#### [ASSIGNMENT]
State the number of lines in the material below that have "accepted" in them, without any other text.

#### [STORED DATA]
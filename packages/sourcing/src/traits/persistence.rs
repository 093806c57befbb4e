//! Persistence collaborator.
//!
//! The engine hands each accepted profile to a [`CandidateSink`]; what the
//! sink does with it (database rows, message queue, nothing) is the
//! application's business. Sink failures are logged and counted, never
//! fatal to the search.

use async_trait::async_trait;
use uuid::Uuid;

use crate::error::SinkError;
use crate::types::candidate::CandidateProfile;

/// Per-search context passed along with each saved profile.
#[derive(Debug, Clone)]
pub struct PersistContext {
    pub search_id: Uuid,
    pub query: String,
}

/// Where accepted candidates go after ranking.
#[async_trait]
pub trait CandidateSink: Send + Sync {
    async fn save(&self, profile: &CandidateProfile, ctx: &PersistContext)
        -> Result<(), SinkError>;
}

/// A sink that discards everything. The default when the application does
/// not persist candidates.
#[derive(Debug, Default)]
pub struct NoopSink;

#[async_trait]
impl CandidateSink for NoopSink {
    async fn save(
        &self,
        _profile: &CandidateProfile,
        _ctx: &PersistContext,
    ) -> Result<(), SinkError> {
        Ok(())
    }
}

* * *

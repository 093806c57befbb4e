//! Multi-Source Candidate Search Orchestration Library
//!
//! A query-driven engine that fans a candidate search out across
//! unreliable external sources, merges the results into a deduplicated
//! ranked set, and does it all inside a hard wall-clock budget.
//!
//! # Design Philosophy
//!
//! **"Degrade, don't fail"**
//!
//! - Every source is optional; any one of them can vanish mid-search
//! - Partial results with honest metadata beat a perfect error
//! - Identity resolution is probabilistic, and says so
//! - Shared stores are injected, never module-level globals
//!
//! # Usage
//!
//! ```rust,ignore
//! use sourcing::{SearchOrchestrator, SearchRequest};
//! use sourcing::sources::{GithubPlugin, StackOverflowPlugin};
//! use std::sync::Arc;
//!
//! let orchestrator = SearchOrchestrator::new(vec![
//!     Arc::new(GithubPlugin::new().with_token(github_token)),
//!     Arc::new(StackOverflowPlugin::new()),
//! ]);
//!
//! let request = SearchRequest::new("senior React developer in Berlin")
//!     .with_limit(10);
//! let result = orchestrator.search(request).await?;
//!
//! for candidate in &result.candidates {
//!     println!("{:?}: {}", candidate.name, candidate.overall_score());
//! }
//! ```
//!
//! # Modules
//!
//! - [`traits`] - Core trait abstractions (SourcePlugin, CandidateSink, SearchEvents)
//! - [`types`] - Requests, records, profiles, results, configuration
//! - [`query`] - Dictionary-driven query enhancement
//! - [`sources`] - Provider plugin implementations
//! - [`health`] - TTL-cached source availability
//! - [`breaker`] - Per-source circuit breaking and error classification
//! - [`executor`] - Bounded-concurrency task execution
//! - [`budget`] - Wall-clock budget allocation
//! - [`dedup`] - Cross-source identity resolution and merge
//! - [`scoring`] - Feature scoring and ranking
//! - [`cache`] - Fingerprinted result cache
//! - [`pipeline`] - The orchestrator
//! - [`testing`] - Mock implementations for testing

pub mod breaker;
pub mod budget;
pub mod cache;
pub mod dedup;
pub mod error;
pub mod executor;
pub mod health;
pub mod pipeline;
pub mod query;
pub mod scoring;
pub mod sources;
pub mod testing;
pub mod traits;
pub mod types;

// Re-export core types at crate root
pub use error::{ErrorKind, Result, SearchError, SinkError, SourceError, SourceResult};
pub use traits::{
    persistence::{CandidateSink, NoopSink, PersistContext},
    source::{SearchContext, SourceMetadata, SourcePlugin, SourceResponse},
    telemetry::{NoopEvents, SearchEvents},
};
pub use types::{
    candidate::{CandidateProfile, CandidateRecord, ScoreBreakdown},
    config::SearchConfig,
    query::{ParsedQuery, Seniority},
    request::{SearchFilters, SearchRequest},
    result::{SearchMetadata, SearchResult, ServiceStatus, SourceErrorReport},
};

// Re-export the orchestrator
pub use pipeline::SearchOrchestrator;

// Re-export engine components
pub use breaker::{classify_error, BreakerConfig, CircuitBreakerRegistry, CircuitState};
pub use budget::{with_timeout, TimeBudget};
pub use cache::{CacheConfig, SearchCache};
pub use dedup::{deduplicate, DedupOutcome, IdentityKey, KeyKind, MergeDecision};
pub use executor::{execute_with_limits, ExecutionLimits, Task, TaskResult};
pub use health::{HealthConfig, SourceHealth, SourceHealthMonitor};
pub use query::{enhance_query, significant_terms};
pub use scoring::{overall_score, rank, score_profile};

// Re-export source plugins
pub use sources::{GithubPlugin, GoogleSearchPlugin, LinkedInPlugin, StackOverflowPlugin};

--

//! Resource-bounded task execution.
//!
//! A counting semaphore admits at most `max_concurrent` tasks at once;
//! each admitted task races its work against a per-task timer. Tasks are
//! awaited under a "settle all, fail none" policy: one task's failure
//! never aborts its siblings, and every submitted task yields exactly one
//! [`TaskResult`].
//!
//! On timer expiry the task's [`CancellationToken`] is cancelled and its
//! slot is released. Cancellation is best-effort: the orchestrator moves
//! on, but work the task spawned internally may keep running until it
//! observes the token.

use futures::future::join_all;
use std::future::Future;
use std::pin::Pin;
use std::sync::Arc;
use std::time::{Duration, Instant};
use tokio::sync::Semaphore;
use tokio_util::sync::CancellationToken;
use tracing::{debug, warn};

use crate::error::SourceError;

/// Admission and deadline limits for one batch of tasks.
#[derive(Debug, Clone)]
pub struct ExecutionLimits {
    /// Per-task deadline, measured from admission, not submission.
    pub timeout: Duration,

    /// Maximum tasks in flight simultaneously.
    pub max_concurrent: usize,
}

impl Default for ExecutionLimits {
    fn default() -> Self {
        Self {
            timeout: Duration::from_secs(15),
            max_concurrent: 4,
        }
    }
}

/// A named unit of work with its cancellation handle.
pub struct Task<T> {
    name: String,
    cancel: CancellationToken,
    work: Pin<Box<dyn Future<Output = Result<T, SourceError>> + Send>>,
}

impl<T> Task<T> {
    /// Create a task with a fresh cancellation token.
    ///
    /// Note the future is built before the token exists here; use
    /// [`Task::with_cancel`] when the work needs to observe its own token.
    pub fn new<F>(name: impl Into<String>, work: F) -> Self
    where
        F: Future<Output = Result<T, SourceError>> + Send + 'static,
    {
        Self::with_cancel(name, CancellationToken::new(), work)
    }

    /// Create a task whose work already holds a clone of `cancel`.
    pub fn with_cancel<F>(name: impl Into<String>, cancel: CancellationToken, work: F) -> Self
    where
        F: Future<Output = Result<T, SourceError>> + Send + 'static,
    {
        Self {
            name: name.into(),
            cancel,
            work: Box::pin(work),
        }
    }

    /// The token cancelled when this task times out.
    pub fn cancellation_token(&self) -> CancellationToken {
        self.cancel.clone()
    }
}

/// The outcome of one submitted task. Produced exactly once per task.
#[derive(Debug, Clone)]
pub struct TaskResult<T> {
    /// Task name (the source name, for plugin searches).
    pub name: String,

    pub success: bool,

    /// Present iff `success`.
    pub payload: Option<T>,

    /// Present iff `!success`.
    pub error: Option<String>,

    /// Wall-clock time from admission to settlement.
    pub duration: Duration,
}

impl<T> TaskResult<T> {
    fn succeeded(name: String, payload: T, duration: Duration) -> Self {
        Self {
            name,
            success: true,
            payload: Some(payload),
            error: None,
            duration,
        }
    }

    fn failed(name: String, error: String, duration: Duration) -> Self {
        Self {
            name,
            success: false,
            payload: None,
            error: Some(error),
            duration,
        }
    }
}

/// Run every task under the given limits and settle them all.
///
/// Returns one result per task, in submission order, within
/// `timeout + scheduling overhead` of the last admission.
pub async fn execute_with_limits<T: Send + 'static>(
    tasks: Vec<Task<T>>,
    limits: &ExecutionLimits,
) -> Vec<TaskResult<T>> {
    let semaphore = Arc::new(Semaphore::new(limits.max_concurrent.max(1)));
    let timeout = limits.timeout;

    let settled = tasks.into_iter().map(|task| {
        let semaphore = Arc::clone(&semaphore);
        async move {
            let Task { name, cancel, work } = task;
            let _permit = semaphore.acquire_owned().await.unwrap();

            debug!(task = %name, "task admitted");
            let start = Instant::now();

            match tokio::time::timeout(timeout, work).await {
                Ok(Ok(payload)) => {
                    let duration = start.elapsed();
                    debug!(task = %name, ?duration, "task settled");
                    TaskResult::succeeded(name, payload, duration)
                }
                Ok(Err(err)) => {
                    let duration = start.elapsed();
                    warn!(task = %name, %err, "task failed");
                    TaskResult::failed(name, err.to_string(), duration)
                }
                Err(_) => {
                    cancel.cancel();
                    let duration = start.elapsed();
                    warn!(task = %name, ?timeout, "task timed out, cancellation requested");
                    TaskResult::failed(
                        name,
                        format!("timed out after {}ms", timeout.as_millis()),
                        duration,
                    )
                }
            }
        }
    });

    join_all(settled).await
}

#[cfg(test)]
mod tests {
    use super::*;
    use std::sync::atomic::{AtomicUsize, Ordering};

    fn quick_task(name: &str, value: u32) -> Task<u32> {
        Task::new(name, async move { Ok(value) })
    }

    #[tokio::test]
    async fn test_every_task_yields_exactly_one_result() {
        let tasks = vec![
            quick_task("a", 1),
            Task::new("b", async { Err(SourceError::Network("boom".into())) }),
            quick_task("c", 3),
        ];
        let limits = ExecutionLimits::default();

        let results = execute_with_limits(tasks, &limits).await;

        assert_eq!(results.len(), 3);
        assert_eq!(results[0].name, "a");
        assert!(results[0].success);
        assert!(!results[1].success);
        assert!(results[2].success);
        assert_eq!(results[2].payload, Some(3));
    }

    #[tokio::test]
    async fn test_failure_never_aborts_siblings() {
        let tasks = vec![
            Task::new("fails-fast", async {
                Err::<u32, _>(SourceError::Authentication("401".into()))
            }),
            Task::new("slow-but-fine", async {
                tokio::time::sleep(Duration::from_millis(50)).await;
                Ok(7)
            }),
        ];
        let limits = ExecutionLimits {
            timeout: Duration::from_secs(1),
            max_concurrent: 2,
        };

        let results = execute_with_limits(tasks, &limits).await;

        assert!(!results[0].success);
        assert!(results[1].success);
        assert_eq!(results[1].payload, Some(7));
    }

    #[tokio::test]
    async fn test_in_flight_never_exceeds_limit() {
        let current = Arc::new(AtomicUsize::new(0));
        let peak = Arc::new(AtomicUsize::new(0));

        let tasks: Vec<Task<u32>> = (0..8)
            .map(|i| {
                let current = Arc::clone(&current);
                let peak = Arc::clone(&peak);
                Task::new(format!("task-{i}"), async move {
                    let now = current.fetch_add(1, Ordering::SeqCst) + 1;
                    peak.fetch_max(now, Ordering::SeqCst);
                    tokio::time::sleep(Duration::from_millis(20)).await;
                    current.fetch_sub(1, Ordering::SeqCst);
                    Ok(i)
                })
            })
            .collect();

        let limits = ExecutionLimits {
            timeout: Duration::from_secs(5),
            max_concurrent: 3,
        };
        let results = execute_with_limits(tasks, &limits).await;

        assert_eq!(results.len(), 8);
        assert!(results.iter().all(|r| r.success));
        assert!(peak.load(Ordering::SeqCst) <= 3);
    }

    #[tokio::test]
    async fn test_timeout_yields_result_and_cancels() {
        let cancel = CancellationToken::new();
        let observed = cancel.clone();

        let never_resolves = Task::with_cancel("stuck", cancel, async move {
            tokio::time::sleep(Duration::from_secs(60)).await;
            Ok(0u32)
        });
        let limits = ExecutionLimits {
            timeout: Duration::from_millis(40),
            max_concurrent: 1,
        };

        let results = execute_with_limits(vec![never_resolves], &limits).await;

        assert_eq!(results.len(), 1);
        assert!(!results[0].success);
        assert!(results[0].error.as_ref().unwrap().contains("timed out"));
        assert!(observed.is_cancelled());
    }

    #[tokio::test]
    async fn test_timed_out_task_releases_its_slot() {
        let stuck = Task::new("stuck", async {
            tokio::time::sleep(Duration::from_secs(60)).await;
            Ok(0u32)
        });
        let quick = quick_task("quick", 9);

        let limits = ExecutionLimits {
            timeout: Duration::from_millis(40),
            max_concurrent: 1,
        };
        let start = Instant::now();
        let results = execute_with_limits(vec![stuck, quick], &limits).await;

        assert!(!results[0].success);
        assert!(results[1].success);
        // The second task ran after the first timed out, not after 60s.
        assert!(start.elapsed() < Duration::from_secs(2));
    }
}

#### [SOLUTION BELOW]
2